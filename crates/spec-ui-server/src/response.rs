//! HTTP responses for the specification endpoint.

use bytes::Bytes;
use http::{header, Response, StatusCode};
use http_body_util::Full;

use spec_ui_core::{SpecError, SpecFormat, JSON_CONTENT_TYPE};

/// Type alias for HTTP response body.
pub type ResponseBody = Full<Bytes>;

/// Type alias for the HTTP response.
pub type HttpResponse = Response<ResponseBody>;

/// `Cache-Control` value sent with every specification.
pub const NO_CACHE: &str = "no-cache, no-store, must-revalidate";

/// Builds the 200 response carrying the specification bytes verbatim.
pub fn spec_response(format: SpecFormat, body: Bytes) -> HttpResponse {
    Response::builder()
        .status(StatusCode::OK)
        .header(header::CONTENT_TYPE, format.content_type())
        .header(header::CACHE_CONTROL, NO_CACHE)
        .header(header::PRAGMA, "no-cache")
        .header(header::EXPIRES, "0")
        .body(Full::new(body.clone()))
        .unwrap_or_else(|_| Response::new(Full::new(body)))
}

/// Builds the structured JSON error response for a resolution failure.
pub fn error_response(error: &SpecError) -> HttpResponse {
    let body = Bytes::from(error.body().to_json());

    Response::builder()
        .status(error.status_code())
        .header(header::CONTENT_TYPE, JSON_CONTENT_TYPE)
        .body(Full::new(body.clone()))
        .unwrap_or_else(|_| {
            let mut response = Response::new(Full::new(body));
            *response.status_mut() = error.status_code();
            response
        })
}

#[cfg(test)]
mod tests {
    use super::*;
    use http_body_util::BodyExt;

    async fn body_bytes(response: HttpResponse) -> Bytes {
        response.into_body().collect().await.unwrap().to_bytes()
    }

    #[tokio::test]
    async fn test_spec_response_headers() {
        let response = spec_response(SpecFormat::Yaml, Bytes::from_static(b"openapi: 3.1.0"));
        assert_eq!(response.status(), StatusCode::OK);

        let headers = response.headers();
        assert_eq!(headers[header::CONTENT_TYPE], "application/x-yaml");
        assert_eq!(headers[header::CACHE_CONTROL], "no-cache, no-store, must-revalidate");
        assert_eq!(headers[header::PRAGMA], "no-cache");
        assert_eq!(headers[header::EXPIRES], "0");

        assert_eq!(body_bytes(response).await, Bytes::from_static(b"openapi: 3.1.0"));
    }

    #[tokio::test]
    async fn test_error_response() {
        let response = error_response(&SpecError::source_not_found("openapi.yaml", "missing"));
        assert_eq!(response.status(), StatusCode::NOT_FOUND);
        assert_eq!(response.headers()[header::CONTENT_TYPE], "application/json");
        assert!(response.headers().get(header::CACHE_CONTROL).is_none());

        let body: serde_json::Value = serde_json::from_slice(&body_bytes(response).await).unwrap();
        assert_eq!(body["status"], 404);
        assert_eq!(body["message"], "OpenAPI specification file is not found");
    }
}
+ + + +
For each record above, write it out again exactly.

**Exercise solution:**
filename crates/spec-ui-server/src/response.rs
//! HTTP responses for the specification endpoint.

use bytes::Bytes;
use http::{header, Response, StatusCode};
use http_body_util::Full;

use spec_ui_core::{SpecError, SpecFormat, JSON_CONTENT_TYPE};

/// Type alias for HTTP response body.
pub type ResponseBody = Full<Bytes>;

/// Type alias for the HTTP response.
pub type HttpResponse = Response<ResponseBody>;

/// `Cache-Control` value sent with every specification.
pub const NO_CACHE: &str = "no-cache, no-store, must-revalidate";

/// Builds the 200 response carrying the specification bytes verbatim.
pub fn spec_response(format: SpecFormat, body: Bytes) -> HttpResponse {
    Response::builder()
        .status(StatusCode::OK)
        .header(header::CONTENT_TYPE, format.content_type())
        .header(header::CACHE_CONTROL, NO_CACHE)
        .header(header::PRAGMA, "no-cache")
        .header(header::EXPIRES, "0")
        .body(Full::new(body.clone()))
        .unwrap_or_else(|_| Response::new(Full::new(body)))
}

/// Builds the structured JSON error response for a resolution failure.
pub fn error_response(error: &SpecError) -> HttpResponse {
    let body = Bytes::from(error.body().to_json());

    Response::builder()
        .status(error.status_code())
        .header(header::CONTENT_TYPE, JSON_CONTENT_TYPE)
        .body(Full::new(body.clone()))
        .unwrap_or_else(|_| {
            let mut response = Response::new(Full::new(body));
            *response.status_mut() = error.status_code();
            response
        })
}

#[cfg(test)]
mod tests {
    use super::*;
    use http_body_util::BodyExt;

    async fn body_bytes(response: HttpResponse) -> Bytes {
        response.into_body().collect().await.unwrap().to_bytes()
    }

    #[tokio::test]
    async fn test_spec_response_headers() {
        let response = spec_response(SpecFormat::Yaml, Bytes::from_static(b"openapi: 3.1.0"));
        assert_eq!(response.status(), StatusCode::OK);

        let headers = response.headers();
        assert_eq!(headers[header::CONTENT_TYPE], "application/x-yaml");
        assert_eq!(headers[header::CACHE_CONTROL], "no-cache, no-store, must-revalidate");
        assert_eq!(headers[header::PRAGMA], "no-cache");
        assert_eq!(headers[header::EXPIRES], "0");

        assert_eq!(body_bytes(response).await, Bytes::from_static(b"openapi: 3.1.0"));
    }

    #[tokio::test]
    async fn test_error_response() {
        let response = error_response(&SpecError::source_not_found("openapi.yaml", "missing"));
        assert_eq!(response.status(), StatusCode::NOT_FOUND);
        assert_eq!(response.headers()[header::CONTENT_TYPE], "application/json");
        assert!(response.headers().get(header::CACHE_CONTROL).is_none());

        let body: serde_json::Value = serde_json::from_slice(&body_bytes(response).await).unwrap();
        assert_eq!(body["status"], 404);
        assert_eq!(body["message"], "OpenAPI specification file is not found");
    }
}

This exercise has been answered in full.